Marti Maria wrote:
I'm considering as a solution to add a conditional
#define named "LCMS_WIN_TYPES_ALREADY_DEFINED"
That would only take effect on non-windows compilation.
That could work for Wine, yes. And then use LCMS_VERSION to
find out if the header supports this.
If this special flag is declared, then the types:
BYTE, LPBYTE, WORD, LPWORD
DWORD, LPDWORD, BOOL, FALSE, TRUE;
LPSTR, LPVOID, FAR, LOWORD() HIWORD()
MAX_PATH
cdecl, ZeroMemory, CopyMemory should be added to this list.
The only drawback I can see is integral types should agree, but
that seems not to be a big problem at all.
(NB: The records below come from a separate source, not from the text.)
#[cfg(test)]
mod tests {
    use super::*;

    #[test]
    fn test_default_values() {
        let settings = Settings::default();
        assert_eq!(settings.llm.default_provider, ProviderKind::Anthropic);
        assert_eq!(settings.llm.temperature, 0.7);
        assert_eq!(settings.llm.max_tokens, 1000);
        assert_eq!(settings.scraping.timeout, 10);
        assert_eq!(settings.scraping.max_retries, 3);
        assert_eq!(settings.scraping.max_content_length, 10 * 1024 * 1024);
        assert_eq!(settings.processing.min_ingredient_confidence, 0.7);
        assert_eq!(settings.processing.preferred_volume_unit, Unit::Cup);
        assert_eq!(settings.processing.preferred_weight_unit, Unit::Gram);
        assert_eq!(settings.output.output_dir, PathBuf::from("./output"));
        assert!(settings.validate().is_ok());
    }

    #[test]
    fn test_provider_order_deduplicates() {
        let llm = LlmSettings {
            default_provider: ProviderKind::OpenAi,
            ..LlmSettings::default()
        };
        assert_eq!(
            llm.provider_order(),
            vec![ProviderKind::OpenAi, ProviderKind::Anthropic, ProviderKind::Ollama]
        );
    }

    #[test]
    fn test_from_toml_overrides_and_ignores_unknown_keys() {
        let settings = Settings::from_toml_str(
            r#"
            [llm]
            default_provider = "ollama"
            fallback_order = ["ollama", "openai"]
            some_future_option = true

            [llm.ollama]
            model = "mistral"

            [processing]
            preferred_volume_unit = "ml"
            preferred_temperature_unit = "C"

            [processing.ingredient_aliases]
            "all purpose flour" = "flour"
            "#,
        )
        .unwrap();

        assert_eq!(settings.llm.default_provider, ProviderKind::Ollama);
        assert_eq!(settings.llm.ollama.model.as_deref(), Some("mistral"));
        assert_eq!(settings.llm.max_tokens, 1000);
        assert_eq!(settings.processing.preferred_volume_unit, Unit::Milliliter);
        assert_eq!(
            settings.processing.preferred_temperature_unit,
            TemperatureUnit::Celsius
        );
        assert_eq!(
            settings.processing.ingredient_aliases.get("all purpose flour"),
            Some(&"flour".to_string())
        );
        assert_eq!(settings.scraping.user_agent, "RecipeAgent/1.0 (Educational Use)");
    }

    #[test]
    fn test_validate_rejects_wrong_unit_kind() {
        let result = Settings::from_toml_str(
            r#"
            [processing]
            preferred_volume_unit = "g"
            "#,
        );
        assert!(matches!(result, Err(AgentError::InvalidSettings(_))));
    }

    #[test]
    fn test_validate_rejects_unusable_retry_delay() {
        for delay in [-1.0, f64::INFINITY, f64::NAN, 1e300] {
            let mut settings = Settings::default();
            settings.scraping.retry_delay = delay;
            assert!(
                matches!(settings.validate(), Err(AgentError::InvalidSettings(_))),
                "delay {delay} accepted"
            );
            assert_eq!(settings.scraping.retry_delay(), Duration::ZERO);
        }

        let mut settings = Settings::default();
        settings.scraping.retry_delay = 0.25;
        assert!(settings.validate().is_ok());
        assert_eq!(settings.scraping.retry_delay(), Duration::from_millis(250));
    }

    #[test]
    fn test_density_settings() {
        let settings = Settings::from_toml_str(
            r#"
            [processing]
            convert_volume_to_weight = true
            preferred_weight_unit = "oz"

            [processing.ingredient_densities]
            tahini = 240.0
            "#,
        )
        .unwrap();
        assert!(settings.processing.convert_volume_to_weight);
        assert_eq!(
            settings.processing.ingredient_densities.get("tahini"),
            Some(&240.0)
        );

        let result = Settings::from_toml_str(
            r#"
            [processing.ingredient_densities]
            tahini = -1.0
            "#,
        );
        assert!(matches!(result, Err(AgentError::InvalidSettings(_))));
    }

    #[test]
    fn test_validate_rejects_out_of_range_threshold() {
        let mut settings = Settings::default();
        settings.processing.min_recipe_quality_score = 1.5;
        assert!(settings.validate().is_err());
    }
}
Actually, there may be a problem in this regard. DWORD is
defined as 'unsigned long' on Windows, Wine and MinGW whereas
lcms.h defines it as 'unsigned int'. These definitions are
compatible on 32 bit systems AFAICS, but I'm not sure about
64 bit systems. Can someone enlighten us here? Anyway, the
difference causes compiler warnings and that's why I did
this:
#define DWORD LCMS_DWORD
#include <lcms.h>
#undef DWORD
#define DWORD DWORD
So to get back Wine's original (typedef) definition of DWORD
I redefine the (preprocessor) definition of DWORD after
including lcms.h. This is a dirty hack because basically I'm
circumventing C's type checking here.
Let me ask this question, is there a reason for DWORD's
definition in lcms.h being different from the one on Windows?